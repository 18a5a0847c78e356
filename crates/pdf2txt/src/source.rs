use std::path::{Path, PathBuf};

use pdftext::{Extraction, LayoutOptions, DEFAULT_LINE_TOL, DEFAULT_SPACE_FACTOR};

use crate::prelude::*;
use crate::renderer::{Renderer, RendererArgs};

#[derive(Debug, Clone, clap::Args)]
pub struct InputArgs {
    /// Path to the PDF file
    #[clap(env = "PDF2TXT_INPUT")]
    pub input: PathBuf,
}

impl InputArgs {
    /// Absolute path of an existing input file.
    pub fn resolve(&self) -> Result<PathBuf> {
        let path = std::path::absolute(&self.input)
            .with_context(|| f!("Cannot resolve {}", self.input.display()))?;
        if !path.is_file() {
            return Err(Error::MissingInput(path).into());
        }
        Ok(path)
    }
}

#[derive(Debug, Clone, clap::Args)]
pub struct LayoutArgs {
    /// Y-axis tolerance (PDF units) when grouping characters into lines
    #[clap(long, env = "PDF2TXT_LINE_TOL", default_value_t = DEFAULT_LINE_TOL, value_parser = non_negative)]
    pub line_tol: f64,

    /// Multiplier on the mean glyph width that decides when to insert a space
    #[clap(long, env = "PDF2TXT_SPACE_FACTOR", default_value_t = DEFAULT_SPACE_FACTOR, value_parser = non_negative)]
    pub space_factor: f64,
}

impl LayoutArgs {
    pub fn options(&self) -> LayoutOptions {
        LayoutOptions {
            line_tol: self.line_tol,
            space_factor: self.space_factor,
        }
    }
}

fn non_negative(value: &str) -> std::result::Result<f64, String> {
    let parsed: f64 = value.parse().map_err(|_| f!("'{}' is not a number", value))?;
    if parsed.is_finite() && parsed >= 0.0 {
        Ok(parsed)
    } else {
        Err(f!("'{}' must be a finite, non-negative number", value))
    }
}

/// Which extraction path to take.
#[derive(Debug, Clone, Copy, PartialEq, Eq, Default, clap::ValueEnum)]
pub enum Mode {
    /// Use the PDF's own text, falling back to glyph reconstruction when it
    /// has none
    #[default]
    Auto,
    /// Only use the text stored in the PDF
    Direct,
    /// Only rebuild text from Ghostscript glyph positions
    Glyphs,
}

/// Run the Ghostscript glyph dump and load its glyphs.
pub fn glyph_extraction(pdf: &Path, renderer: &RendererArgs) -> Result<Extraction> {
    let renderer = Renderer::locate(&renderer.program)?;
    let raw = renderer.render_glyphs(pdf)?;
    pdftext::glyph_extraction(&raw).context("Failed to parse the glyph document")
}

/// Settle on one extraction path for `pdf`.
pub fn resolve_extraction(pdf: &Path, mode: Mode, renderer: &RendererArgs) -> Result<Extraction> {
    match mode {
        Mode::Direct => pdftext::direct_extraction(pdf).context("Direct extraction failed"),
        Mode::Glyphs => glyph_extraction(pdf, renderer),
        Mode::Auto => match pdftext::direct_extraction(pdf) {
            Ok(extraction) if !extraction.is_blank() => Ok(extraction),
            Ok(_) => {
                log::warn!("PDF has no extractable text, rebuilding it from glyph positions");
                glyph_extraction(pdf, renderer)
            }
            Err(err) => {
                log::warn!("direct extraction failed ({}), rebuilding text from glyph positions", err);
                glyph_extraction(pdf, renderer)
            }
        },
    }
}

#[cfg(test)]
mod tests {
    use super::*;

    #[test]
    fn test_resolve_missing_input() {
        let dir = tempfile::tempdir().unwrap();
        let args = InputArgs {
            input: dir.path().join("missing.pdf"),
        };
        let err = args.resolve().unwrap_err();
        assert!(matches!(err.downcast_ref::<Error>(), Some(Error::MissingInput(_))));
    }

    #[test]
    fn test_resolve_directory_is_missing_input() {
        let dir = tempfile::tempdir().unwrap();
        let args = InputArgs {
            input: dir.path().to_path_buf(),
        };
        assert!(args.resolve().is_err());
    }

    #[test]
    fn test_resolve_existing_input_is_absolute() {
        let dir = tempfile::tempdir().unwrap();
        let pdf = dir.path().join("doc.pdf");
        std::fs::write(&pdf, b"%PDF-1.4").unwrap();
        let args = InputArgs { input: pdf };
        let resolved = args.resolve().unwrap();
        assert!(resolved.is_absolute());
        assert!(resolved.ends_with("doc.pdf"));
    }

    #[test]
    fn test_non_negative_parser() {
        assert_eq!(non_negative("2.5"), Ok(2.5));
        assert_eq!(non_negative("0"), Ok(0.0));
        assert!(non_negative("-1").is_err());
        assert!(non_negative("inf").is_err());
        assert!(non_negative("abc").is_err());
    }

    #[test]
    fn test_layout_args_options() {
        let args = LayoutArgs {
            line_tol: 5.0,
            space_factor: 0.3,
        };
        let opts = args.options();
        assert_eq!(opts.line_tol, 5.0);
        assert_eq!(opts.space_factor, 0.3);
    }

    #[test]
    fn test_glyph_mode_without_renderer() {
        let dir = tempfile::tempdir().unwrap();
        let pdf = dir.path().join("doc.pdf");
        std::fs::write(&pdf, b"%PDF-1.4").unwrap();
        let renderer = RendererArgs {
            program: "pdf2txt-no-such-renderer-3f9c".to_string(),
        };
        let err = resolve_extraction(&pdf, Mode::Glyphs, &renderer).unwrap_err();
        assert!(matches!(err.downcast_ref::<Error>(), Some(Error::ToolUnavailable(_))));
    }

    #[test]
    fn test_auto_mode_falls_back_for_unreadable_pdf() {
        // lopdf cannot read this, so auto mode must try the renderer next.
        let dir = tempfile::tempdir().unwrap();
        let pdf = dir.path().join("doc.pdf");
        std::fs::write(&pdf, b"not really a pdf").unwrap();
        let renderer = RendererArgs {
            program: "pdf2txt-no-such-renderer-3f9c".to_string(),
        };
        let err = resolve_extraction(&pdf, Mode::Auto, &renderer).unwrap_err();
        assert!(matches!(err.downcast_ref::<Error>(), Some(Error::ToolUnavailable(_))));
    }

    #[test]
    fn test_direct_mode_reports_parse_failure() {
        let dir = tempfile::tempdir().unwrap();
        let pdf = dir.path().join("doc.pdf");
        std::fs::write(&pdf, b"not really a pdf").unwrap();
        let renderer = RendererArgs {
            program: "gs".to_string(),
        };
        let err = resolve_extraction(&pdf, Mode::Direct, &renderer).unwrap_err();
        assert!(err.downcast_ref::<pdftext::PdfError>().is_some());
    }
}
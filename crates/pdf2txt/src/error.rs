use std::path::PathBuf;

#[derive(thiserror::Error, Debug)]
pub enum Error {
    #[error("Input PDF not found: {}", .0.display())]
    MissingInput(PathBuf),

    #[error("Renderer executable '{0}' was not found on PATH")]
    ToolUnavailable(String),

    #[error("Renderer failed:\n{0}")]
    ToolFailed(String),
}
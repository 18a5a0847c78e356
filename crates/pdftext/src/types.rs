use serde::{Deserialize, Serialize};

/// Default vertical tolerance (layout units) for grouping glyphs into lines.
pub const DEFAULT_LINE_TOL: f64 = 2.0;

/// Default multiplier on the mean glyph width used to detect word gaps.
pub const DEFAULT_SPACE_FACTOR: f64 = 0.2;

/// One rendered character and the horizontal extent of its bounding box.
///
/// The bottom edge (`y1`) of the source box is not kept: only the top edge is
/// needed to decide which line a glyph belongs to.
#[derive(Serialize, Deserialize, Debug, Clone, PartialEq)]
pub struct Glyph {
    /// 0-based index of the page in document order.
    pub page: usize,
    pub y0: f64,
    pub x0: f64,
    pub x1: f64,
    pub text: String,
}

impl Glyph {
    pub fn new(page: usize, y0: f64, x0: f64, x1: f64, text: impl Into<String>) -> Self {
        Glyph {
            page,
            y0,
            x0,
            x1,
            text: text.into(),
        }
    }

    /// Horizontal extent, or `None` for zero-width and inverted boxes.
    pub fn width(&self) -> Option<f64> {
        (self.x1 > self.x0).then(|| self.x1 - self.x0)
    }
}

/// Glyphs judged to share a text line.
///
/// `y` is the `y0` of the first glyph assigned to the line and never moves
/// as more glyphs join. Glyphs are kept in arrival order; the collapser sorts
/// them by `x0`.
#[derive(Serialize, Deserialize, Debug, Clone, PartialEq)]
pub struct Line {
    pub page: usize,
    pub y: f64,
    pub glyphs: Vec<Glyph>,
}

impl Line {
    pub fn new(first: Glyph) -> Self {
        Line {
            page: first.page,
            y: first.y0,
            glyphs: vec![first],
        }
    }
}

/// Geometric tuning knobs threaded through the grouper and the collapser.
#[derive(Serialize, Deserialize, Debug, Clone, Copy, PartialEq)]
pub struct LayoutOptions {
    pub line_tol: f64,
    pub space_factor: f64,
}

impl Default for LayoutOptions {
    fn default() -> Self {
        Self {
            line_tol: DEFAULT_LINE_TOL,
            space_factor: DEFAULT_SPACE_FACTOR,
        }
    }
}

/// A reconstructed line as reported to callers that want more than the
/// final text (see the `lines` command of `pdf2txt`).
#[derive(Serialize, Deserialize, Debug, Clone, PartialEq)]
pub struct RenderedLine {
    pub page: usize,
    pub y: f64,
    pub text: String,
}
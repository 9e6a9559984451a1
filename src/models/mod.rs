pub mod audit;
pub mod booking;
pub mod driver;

_EXERCISE BRIEF_
Whenever a line of the data includes the word "PathBuf", show that line in full.

_SOLUTION_
use std::path::{Path, PathBuf};
    pub input: PathBuf,
    pub fn resolve(&self) -> Result<PathBuf> {
use std::path::PathBuf;
    MissingInput(PathBuf),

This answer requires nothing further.